Information given -

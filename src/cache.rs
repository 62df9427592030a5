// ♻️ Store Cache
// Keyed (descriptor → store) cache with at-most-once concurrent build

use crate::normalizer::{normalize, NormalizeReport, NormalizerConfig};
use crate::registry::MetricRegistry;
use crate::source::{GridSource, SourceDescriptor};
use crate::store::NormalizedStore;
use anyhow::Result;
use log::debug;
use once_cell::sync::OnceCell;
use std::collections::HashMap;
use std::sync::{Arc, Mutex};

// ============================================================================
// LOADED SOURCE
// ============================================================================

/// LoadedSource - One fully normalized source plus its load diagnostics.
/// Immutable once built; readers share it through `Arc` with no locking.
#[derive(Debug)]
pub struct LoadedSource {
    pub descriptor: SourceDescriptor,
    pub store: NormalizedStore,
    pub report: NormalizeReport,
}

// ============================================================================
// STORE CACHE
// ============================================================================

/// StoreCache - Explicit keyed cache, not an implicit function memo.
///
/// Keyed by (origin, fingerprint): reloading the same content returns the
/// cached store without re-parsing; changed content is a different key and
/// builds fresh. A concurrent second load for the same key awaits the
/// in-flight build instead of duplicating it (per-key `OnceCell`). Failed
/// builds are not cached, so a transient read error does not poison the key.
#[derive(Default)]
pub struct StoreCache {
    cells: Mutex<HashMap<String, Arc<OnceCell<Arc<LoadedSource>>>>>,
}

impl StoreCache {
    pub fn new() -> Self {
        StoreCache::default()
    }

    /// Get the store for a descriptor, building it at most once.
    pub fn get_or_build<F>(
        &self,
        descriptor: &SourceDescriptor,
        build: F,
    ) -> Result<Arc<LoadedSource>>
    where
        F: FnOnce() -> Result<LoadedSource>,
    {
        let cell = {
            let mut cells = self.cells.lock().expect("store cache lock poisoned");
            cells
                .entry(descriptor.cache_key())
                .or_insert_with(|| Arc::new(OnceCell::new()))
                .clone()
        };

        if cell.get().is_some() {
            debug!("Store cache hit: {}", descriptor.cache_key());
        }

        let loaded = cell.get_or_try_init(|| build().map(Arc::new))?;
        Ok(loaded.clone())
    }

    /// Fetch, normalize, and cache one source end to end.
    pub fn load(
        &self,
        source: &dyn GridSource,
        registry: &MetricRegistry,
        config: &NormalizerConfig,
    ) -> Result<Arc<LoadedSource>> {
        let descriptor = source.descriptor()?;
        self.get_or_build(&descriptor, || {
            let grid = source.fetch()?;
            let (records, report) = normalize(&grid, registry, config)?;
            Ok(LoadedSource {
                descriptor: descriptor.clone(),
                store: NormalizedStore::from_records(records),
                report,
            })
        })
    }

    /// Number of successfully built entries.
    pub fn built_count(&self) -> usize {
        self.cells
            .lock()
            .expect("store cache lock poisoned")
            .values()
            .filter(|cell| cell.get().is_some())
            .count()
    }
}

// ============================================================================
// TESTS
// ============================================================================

Required work -
All that is needed is the number of lines in the material containing the string "clone".

Finished task -
3